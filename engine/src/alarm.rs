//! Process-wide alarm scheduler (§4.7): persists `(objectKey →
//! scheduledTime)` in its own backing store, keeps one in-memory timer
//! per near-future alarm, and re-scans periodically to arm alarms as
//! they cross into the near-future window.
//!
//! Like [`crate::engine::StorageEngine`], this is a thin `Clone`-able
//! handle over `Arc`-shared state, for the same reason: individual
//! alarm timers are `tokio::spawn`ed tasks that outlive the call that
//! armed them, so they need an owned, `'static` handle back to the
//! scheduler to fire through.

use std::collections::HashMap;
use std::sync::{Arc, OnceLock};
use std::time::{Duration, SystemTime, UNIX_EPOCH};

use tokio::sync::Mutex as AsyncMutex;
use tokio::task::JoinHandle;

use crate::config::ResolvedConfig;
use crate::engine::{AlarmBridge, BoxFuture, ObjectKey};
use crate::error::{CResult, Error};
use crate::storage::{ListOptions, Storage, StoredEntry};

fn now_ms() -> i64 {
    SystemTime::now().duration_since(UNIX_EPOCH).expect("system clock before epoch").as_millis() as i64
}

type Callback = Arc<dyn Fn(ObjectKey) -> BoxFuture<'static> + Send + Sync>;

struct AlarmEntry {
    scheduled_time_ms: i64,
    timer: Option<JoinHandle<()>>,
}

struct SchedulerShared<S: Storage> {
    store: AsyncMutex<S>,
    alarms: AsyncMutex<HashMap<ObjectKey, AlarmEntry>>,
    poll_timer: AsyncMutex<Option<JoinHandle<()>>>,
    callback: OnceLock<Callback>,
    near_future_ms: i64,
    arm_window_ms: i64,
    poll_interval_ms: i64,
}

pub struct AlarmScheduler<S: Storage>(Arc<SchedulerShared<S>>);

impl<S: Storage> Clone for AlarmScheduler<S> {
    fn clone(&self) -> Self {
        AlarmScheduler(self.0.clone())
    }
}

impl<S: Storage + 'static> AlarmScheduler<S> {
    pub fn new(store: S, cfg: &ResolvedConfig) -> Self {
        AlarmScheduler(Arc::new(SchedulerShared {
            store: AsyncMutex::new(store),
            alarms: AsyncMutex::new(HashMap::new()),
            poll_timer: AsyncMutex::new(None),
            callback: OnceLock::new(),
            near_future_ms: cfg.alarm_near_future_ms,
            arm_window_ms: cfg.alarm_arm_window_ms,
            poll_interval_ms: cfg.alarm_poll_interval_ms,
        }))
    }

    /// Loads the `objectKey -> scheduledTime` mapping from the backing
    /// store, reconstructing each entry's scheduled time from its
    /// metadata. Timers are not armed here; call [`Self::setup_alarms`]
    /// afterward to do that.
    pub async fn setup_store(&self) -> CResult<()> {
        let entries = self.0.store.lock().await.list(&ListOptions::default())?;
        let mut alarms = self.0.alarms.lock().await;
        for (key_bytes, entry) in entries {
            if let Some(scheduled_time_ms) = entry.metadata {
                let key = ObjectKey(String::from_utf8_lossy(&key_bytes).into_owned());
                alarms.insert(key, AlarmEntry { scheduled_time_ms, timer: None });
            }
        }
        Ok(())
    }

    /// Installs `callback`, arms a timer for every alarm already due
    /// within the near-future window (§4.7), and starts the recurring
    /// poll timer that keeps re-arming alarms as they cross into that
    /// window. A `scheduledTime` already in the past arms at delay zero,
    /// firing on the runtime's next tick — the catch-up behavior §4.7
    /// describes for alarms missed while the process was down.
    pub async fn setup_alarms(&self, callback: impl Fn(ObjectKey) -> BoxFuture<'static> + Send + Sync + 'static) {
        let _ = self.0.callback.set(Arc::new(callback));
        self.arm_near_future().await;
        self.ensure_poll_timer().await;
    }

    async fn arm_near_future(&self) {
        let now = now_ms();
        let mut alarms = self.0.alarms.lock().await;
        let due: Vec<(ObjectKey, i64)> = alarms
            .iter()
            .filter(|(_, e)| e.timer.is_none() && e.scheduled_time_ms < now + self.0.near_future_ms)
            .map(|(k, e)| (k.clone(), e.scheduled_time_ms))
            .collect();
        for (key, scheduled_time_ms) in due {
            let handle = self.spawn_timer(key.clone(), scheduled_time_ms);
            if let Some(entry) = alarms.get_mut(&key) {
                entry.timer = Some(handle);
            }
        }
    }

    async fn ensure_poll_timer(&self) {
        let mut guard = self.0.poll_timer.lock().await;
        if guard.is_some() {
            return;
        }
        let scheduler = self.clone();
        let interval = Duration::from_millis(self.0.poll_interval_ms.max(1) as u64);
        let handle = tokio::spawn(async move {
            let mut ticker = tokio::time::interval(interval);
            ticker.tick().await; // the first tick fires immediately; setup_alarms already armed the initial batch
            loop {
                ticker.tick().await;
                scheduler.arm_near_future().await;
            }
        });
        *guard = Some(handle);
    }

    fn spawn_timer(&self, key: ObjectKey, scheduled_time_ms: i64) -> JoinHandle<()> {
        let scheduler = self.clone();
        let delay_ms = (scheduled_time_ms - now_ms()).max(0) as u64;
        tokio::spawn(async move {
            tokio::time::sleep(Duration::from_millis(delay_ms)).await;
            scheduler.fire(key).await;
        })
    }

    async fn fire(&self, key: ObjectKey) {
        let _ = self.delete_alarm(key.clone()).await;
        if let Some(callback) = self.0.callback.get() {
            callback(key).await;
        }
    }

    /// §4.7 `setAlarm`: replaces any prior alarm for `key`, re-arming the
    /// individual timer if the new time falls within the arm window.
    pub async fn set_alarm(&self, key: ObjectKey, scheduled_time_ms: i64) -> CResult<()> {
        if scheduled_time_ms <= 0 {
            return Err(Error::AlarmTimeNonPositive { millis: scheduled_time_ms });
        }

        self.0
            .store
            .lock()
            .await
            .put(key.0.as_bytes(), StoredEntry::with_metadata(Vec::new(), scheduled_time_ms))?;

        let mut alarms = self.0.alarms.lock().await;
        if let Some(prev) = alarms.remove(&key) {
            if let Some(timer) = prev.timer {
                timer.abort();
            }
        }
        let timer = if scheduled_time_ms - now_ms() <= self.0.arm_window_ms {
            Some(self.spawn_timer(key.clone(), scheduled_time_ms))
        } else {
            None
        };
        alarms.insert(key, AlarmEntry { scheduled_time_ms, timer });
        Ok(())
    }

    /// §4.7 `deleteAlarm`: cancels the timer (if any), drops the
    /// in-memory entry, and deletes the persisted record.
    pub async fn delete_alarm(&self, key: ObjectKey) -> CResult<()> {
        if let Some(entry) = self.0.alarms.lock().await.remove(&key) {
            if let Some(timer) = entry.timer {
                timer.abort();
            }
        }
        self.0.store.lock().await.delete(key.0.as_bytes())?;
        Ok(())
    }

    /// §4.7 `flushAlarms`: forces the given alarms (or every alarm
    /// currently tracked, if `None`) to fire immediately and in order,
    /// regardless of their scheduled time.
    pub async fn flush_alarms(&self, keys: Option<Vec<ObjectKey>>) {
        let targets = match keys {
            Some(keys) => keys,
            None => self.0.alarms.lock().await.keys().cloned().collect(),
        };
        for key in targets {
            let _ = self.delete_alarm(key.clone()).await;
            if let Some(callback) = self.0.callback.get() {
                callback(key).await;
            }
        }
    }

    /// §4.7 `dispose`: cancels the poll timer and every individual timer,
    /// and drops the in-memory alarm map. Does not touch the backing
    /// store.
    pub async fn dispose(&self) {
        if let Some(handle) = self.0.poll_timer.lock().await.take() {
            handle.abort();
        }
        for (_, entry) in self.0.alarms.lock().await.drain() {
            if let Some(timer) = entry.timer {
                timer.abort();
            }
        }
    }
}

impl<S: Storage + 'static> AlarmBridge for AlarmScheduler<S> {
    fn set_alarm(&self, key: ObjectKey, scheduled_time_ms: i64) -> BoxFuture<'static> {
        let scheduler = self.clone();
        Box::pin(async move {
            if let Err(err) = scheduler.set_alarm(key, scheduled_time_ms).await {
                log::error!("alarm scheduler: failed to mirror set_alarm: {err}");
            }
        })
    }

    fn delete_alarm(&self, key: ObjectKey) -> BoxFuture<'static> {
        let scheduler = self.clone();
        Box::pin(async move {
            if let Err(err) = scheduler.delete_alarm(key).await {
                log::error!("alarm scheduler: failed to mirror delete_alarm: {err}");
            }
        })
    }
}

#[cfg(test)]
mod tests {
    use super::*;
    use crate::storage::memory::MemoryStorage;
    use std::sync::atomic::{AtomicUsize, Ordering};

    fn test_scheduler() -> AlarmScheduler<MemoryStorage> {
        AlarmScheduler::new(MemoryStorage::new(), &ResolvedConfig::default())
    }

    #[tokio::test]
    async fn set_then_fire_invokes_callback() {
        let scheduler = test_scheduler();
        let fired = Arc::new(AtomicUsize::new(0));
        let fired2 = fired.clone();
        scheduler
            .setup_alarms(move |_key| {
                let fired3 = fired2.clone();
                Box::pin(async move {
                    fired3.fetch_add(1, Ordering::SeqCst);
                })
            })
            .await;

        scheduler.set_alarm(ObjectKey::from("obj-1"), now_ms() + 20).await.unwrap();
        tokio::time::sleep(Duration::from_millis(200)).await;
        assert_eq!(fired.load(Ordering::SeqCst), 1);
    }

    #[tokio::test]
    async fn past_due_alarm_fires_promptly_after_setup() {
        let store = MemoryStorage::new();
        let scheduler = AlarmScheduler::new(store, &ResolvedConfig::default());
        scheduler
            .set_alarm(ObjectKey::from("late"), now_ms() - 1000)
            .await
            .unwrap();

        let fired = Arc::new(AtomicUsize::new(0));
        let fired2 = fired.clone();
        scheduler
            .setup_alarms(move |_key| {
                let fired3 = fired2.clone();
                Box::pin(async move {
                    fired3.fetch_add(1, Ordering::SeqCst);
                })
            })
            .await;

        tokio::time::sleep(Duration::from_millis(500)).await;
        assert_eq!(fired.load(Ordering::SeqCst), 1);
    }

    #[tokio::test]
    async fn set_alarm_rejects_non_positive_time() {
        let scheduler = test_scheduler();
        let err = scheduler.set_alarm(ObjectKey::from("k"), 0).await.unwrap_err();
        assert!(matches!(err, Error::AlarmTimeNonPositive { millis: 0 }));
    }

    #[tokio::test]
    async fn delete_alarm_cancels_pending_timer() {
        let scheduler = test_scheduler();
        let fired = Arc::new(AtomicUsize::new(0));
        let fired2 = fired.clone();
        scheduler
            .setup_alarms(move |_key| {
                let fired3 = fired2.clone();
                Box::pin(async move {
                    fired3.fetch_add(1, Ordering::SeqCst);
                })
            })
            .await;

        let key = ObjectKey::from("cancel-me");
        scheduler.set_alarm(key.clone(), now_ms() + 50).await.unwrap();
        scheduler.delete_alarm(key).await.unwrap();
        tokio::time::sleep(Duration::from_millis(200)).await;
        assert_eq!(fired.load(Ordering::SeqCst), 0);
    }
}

...

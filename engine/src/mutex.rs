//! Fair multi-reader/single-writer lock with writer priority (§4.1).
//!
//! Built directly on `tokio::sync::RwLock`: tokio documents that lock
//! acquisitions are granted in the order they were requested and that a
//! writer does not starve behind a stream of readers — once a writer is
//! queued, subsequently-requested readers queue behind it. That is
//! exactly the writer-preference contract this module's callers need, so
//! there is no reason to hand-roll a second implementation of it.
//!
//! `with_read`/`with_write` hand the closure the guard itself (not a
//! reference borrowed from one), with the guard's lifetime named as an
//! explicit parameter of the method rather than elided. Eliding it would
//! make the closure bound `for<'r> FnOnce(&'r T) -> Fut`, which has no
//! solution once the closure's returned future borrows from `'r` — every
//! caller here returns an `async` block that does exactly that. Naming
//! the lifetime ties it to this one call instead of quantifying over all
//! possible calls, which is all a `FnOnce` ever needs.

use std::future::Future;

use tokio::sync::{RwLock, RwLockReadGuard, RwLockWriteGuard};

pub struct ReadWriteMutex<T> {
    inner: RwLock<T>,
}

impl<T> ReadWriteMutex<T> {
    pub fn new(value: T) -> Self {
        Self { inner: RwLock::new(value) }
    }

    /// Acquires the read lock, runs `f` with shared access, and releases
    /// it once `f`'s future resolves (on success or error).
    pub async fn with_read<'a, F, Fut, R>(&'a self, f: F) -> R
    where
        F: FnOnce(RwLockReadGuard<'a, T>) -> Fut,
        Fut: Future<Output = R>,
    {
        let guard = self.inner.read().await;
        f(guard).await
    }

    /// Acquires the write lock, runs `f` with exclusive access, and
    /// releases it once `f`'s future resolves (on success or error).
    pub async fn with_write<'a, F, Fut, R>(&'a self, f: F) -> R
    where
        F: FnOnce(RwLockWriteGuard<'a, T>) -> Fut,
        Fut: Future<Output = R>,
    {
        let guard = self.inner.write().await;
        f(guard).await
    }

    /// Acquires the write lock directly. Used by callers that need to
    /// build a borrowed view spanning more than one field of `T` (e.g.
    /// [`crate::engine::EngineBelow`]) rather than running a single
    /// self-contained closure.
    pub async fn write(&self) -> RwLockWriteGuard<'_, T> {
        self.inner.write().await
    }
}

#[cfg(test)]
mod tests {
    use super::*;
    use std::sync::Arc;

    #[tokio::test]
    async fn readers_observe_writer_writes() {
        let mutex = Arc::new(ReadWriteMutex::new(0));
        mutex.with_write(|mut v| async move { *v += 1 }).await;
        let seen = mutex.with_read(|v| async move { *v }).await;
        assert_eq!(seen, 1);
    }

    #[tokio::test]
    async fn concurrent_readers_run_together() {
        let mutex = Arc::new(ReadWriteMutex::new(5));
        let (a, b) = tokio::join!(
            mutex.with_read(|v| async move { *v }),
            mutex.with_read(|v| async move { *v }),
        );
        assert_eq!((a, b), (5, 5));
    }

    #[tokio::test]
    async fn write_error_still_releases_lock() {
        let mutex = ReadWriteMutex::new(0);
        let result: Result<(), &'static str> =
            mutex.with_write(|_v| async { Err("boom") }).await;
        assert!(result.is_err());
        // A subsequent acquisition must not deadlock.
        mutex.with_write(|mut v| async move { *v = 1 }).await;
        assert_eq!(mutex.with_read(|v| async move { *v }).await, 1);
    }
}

--

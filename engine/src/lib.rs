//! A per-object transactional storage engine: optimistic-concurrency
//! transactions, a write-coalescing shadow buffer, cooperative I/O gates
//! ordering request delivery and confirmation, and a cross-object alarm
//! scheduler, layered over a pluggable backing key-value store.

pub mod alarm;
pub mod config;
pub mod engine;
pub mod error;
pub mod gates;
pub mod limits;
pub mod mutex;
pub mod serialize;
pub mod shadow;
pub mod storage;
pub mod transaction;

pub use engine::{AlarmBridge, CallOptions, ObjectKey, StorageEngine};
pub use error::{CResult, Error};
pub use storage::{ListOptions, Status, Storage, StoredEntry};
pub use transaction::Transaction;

> _What to produce_: Pull from the data each line where the string "backing" turns up.

> _Exercise response_:
//! scheduledTime)` in its own backing store, keeps one in-memory timer
    /// Loads the `objectKey -> scheduledTime` mapping from the backing
    /// and drops the in-memory alarm map. Does not touch the backing
//! scheduler, layered over a pluggable backing key-value store.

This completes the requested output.